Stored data
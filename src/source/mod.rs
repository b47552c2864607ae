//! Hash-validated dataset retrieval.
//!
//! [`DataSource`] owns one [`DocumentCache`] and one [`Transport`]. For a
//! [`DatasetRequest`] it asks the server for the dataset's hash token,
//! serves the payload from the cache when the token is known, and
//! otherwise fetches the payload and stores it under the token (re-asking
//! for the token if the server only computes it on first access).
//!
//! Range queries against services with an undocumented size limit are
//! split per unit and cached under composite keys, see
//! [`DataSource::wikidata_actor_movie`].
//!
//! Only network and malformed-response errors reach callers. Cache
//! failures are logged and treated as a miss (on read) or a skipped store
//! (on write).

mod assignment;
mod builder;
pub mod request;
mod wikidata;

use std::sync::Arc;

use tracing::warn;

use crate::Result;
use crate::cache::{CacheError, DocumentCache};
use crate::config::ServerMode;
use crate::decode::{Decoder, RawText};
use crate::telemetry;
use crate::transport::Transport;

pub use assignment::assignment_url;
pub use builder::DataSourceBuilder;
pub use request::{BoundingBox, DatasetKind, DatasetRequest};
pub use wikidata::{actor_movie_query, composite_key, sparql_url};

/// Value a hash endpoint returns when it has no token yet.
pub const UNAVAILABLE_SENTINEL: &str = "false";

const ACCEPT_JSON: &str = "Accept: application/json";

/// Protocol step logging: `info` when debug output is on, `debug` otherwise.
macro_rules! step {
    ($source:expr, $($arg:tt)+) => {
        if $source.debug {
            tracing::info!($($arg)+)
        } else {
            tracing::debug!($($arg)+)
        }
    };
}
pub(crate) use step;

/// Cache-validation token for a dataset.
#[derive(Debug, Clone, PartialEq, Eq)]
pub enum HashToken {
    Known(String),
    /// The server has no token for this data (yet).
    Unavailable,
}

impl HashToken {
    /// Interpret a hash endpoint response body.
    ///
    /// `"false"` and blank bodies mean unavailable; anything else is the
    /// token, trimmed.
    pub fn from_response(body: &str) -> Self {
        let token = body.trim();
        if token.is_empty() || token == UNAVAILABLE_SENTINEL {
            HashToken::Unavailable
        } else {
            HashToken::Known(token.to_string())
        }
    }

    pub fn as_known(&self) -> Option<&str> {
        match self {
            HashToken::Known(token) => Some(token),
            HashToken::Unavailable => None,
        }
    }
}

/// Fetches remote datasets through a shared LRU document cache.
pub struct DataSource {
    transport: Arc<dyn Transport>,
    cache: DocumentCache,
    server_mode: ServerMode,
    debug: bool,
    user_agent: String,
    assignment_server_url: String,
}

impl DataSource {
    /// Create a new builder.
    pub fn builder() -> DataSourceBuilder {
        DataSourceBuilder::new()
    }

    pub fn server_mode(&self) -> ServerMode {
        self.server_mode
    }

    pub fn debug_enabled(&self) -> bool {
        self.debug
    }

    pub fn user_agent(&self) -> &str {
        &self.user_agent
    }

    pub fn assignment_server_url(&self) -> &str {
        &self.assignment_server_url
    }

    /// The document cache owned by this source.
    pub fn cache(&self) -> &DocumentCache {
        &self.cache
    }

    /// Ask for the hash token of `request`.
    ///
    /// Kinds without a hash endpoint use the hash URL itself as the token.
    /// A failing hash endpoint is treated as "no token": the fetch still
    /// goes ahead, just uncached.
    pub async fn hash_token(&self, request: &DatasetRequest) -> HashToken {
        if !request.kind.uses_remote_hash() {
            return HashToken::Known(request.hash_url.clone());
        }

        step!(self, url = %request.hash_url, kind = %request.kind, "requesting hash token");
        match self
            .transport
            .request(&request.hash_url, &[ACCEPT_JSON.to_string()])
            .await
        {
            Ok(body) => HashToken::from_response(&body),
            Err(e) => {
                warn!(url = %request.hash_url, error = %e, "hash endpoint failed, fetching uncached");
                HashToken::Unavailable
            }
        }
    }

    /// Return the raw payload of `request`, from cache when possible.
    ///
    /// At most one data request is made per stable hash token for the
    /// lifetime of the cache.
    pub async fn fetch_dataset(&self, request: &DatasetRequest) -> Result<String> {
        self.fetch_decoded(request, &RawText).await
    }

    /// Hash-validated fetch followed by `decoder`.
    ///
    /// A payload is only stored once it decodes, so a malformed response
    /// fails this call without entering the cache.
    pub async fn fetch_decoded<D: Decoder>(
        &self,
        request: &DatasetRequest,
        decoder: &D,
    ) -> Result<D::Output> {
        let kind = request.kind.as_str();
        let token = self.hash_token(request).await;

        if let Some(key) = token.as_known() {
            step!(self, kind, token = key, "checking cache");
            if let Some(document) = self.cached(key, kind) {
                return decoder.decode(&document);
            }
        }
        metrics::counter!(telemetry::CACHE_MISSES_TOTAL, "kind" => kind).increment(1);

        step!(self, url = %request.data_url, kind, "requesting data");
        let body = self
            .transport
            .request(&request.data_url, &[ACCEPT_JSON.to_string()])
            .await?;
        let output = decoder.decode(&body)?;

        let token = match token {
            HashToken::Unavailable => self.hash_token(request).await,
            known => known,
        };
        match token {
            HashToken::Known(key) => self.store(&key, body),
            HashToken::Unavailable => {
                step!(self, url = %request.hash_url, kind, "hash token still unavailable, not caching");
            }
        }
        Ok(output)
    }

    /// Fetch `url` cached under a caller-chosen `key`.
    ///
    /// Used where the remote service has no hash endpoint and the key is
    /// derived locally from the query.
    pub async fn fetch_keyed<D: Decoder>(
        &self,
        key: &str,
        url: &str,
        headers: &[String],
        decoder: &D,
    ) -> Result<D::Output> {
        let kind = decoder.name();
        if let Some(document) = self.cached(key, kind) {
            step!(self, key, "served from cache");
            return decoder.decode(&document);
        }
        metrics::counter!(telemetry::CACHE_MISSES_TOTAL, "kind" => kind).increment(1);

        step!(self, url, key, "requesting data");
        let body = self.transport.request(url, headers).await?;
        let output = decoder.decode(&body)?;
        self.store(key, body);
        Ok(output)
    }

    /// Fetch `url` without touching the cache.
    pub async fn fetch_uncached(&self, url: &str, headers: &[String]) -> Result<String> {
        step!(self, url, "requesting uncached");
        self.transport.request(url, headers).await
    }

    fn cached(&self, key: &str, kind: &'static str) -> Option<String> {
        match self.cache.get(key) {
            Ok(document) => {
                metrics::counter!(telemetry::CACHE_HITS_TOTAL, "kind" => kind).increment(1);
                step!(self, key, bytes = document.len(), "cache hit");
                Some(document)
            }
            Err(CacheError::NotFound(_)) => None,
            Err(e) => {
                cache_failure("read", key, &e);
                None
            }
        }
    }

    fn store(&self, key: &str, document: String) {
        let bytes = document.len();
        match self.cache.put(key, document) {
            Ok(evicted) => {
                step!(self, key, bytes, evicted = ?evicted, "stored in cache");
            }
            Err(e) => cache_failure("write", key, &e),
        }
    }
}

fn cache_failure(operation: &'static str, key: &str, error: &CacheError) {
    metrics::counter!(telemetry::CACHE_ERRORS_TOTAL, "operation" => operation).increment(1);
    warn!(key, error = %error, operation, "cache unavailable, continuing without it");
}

Work order
Please return all of the records exactly.

Exercise response
filename src/source/mod.rs
repository b47552c2864607ae
//! Hash-validated dataset retrieval.
//!
//! [`DataSource`] owns one [`DocumentCache`] and one [`Transport`]. For a
//! [`DatasetRequest`] it asks the server for the dataset's hash token,
//! serves the payload from the cache when the token is known, and
//! otherwise fetches the payload and stores it under the token (re-asking
//! for the token if the server only computes it on first access).
//!
//! Range queries against services with an undocumented size limit are
//! split per unit and cached under composite keys, see
//! [`DataSource::wikidata_actor_movie`].
//!
//! Only network and malformed-response errors reach callers. Cache
//! failures are logged and treated as a miss (on read) or a skipped store
//! (on write).

mod assignment;
mod builder;
pub mod request;
mod wikidata;

use std::sync::Arc;

use tracing::warn;

use crate::Result;
use crate::cache::{CacheError, DocumentCache};
use crate::config::ServerMode;
use crate::decode::{Decoder, RawText};
use crate::telemetry;
use crate::transport::Transport;

pub use assignment::assignment_url;
pub use builder::DataSourceBuilder;
pub use request::{BoundingBox, DatasetKind, DatasetRequest};
pub use wikidata::{actor_movie_query, composite_key, sparql_url};

/// Value a hash endpoint returns when it has no token yet.
pub const UNAVAILABLE_SENTINEL: &str = "false";

const ACCEPT_JSON: &str = "Accept: application/json";

/// Protocol step logging: `info` when debug output is on, `debug` otherwise.
macro_rules! step {
    ($source:expr, $($arg:tt)+) => {
        if $source.debug {
            tracing::info!($($arg)+)
        } else {
            tracing::debug!($($arg)+)
        }
    };
}
pub(crate) use step;

/// Cache-validation token for a dataset.
#[derive(Debug, Clone, PartialEq, Eq)]
pub enum HashToken {
    Known(String),
    /// The server has no token for this data (yet).
    Unavailable,
}

impl HashToken {
    /// Interpret a hash endpoint response body.
    ///
    /// `"false"` and blank bodies mean unavailable; anything else is the
    /// token, trimmed.
    pub fn from_response(body: &str) -> Self {
        let token = body.trim();
        if token.is_empty() || token == UNAVAILABLE_SENTINEL {
            HashToken::Unavailable
        } else {
            HashToken::Known(token.to_string())
        }
    }

    pub fn as_known(&self) -> Option<&str> {
        match self {
            HashToken::Known(token) => Some(token),
            HashToken::Unavailable => None,
        }
    }
}

/// Fetches remote datasets through a shared LRU document cache.
pub struct DataSource {
    transport: Arc<dyn Transport>,
    cache: DocumentCache,
    server_mode: ServerMode,
    debug: bool,
    user_agent: String,
    assignment_server_url: String,
}

impl DataSource {
    /// Create a new builder.
    pub fn builder() -> DataSourceBuilder {
        DataSourceBuilder::new()
    }

    pub fn server_mode(&self) -> ServerMode {
        self.server_mode
    }

    pub fn debug_enabled(&self) -> bool {
        self.debug
    }

    pub fn user_agent(&self) -> &str {
        &self.user_agent
    }

    pub fn assignment_server_url(&self) -> &str {
        &self.assignment_server_url
    }

    /// The document cache owned by this source.
    pub fn cache(&self) -> &DocumentCache {
        &self.cache
    }

    /// Ask for the hash token of `request`.
    ///
    /// Kinds without a hash endpoint use the hash URL itself as the token.
    /// A failing hash endpoint is treated as "no token": the fetch still
    /// goes ahead, just uncached.
    pub async fn hash_token(&self, request: &DatasetRequest) -> HashToken {
        if !request.kind.uses_remote_hash() {
            return HashToken::Known(request.hash_url.clone());
        }

        step!(self, url = %request.hash_url, kind = %request.kind, "requesting hash token");
        match self
            .transport
            .request(&request.hash_url, &[ACCEPT_JSON.to_string()])
            .await
        {
            Ok(body) => HashToken::from_response(&body),
            Err(e) => {
                warn!(url = %request.hash_url, error = %e, "hash endpoint failed, fetching uncached");
                HashToken::Unavailable
            }
        }
    }

    /// Return the raw payload of `request`, from cache when possible.
    ///
    /// At most one data request is made per stable hash token for the
    /// lifetime of the cache.
    pub async fn fetch_dataset(&self, request: &DatasetRequest) -> Result<String> {
        self.fetch_decoded(request, &RawText).await
    }

    /// Hash-validated fetch followed by `decoder`.
    ///
    /// A payload is only stored once it decodes, so a malformed response
    /// fails this call without entering the cache.
    pub async fn fetch_decoded<D: Decoder>(
        &self,
        request: &DatasetRequest,
        decoder: &D,
    ) -> Result<D::Output> {
        let kind = request.kind.as_str();
        let token = self.hash_token(request).await;

        if let Some(key) = token.as_known() {
            step!(self, kind, token = key, "checking cache");
            if let Some(document) = self.cached(key, kind) {
                return decoder.decode(&document);
            }
        }
        metrics::counter!(telemetry::CACHE_MISSES_TOTAL, "kind" => kind).increment(1);

        step!(self, url = %request.data_url, kind, "requesting data");
        let body = self
            .transport
            .request(&request.data_url, &[ACCEPT_JSON.to_string()])
            .await?;
        let output = decoder.decode(&body)?;

        let token = match token {
            HashToken::Unavailable => self.hash_token(request).await,
            known => known,
        };
        match token {
            HashToken::Known(key) => self.store(&key, body),
            HashToken::Unavailable => {
                step!(self, url = %request.hash_url, kind, "hash token still unavailable, not caching");
            }
        }
        Ok(output)
    }

    /// Fetch `url` cached under a caller-chosen `key`.
    ///
    /// Used where the remote service has no hash endpoint and the key is
    /// derived locally from the query.
    pub async fn fetch_keyed<D: Decoder>(
        &self,
        key: &str,
        url: &str,
        headers: &[String],
        decoder: &D,
    ) -> Result<D::Output> {
        let kind = decoder.name();
        if let Some(document) = self.cached(key, kind) {
            step!(self, key, "served from cache");
            return decoder.decode(&document);
        }
        metrics::counter!(telemetry::CACHE_MISSES_TOTAL, "kind" => kind).increment(1);

        step!(self, url, key, "requesting data");
        let body = self.transport.request(url, headers).await?;
        let output = decoder.decode(&body)?;
        self.store(key, body);
        Ok(output)
    }

    /// Fetch `url` without touching the cache.
    pub async fn fetch_uncached(&self, url: &str, headers: &[String]) -> Result<String> {
        step!(self, url, "requesting uncached");
        self.transport.request(url, headers).await
    }

    fn cached(&self, key: &str, kind: &'static str) -> Option<String> {
        match self.cache.get(key) {
            Ok(document) => {
                metrics::counter!(telemetry::CACHE_HITS_TOTAL, "kind" => kind).increment(1);
                step!(self, key, bytes = document.len(), "cache hit");
                Some(document)
            }
            Err(CacheError::NotFound(_)) => None,
            Err(e) => {
                cache_failure("read", key, &e);
                None
            }
        }
    }

    fn store(&self, key: &str, document: String) {
        let bytes = document.len();
        match self.cache.put(key, document) {
            Ok(evicted) => {
                step!(self, key, bytes, evicted = ?evicted, "stored in cache");
            }
            Err(e) => cache_failure("write", key, &e),
        }
    }
}

fn cache_failure(operation: &'static str, key: &str, error: &CacheError) {
    metrics::counter!(telemetry::CACHE_ERRORS_TOTAL, "operation" => operation).increment(1);
    warn!(key, error = %error, operation, "cache unavailable, continuing without it");
}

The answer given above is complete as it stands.